Take the line with "let monitor_dtype = env.monitor_type();" and all lines after it, through the end of the records below, and repeat them exactly.

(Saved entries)

————

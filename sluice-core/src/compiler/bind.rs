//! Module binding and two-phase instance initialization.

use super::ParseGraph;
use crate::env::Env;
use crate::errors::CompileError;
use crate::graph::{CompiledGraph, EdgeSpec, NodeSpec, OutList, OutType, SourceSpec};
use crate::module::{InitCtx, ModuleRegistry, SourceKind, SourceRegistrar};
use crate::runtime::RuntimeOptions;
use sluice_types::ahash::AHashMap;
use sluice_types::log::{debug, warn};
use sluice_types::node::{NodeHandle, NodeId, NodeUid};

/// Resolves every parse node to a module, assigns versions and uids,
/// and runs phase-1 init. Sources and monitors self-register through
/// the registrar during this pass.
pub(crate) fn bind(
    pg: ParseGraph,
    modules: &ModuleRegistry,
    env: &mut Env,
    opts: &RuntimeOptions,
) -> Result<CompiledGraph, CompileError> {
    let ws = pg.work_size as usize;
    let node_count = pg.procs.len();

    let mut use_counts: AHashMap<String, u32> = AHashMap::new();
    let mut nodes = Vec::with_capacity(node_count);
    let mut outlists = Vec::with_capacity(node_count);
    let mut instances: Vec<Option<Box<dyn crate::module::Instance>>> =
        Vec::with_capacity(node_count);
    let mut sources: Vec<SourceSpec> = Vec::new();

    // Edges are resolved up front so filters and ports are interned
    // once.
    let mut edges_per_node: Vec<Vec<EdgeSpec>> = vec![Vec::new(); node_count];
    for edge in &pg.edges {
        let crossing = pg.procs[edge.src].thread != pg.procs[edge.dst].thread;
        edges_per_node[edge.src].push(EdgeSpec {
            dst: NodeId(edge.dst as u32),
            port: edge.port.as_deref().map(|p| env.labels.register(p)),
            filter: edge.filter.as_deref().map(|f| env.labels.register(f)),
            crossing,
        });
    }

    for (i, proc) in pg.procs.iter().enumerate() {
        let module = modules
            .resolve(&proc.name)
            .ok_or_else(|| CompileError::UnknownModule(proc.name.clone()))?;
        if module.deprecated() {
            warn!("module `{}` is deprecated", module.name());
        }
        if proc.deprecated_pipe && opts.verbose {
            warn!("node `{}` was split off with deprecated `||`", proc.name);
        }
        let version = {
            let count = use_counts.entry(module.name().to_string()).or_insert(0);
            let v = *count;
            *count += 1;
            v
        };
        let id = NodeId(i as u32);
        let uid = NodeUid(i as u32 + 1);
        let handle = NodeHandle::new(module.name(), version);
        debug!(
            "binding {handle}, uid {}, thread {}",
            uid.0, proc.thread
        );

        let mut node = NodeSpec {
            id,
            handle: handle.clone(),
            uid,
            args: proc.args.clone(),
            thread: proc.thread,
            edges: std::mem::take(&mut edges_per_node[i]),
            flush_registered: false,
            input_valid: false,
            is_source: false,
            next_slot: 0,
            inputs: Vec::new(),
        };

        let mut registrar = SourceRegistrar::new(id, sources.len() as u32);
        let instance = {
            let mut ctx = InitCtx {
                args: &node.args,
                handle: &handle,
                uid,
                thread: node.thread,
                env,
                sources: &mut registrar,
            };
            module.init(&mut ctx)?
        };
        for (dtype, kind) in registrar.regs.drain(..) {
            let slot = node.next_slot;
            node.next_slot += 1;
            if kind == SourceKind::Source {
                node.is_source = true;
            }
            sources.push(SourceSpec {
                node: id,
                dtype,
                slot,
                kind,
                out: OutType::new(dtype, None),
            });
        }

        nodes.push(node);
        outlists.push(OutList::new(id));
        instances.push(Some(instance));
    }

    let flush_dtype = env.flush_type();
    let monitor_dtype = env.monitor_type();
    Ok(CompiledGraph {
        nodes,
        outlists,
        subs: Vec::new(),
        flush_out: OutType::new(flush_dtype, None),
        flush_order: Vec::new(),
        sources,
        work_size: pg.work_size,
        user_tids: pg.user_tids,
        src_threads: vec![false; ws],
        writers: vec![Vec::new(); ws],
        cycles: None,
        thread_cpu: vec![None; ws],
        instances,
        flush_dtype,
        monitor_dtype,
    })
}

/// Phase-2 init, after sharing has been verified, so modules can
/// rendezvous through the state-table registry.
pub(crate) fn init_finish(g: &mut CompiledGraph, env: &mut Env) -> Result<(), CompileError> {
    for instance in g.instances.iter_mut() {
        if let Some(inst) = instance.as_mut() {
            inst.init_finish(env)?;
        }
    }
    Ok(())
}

————

• Exercise output:
    let monitor_dtype = env.monitor_type();
    Ok(CompiledGraph {
        nodes,
        outlists,
        subs: Vec::new(),
        flush_out: OutType::new(flush_dtype, None),
        flush_order: Vec::new(),
        sources,
        work_size: pg.work_size,
        user_tids: pg.user_tids,
        src_threads: vec![false; ws],
        writers: vec![Vec::new(); ws],
        cycles: None,
        thread_cpu: vec![None; ws],
        instances,
        flush_dtype,
        monitor_dtype,
    })
}

/// Phase-2 init, after sharing has been verified, so modules can
/// rendezvous through the state-table registry.
pub(crate) fn init_finish(g: &mut CompiledGraph, env: &mut Env) -> Result<(), CompileError> {
    for instance in g.instances.iter_mut() {
        if let Some(inst) = instance.as_mut() {
            inst.init_finish(env)?;
        }
    }
    Ok(())
}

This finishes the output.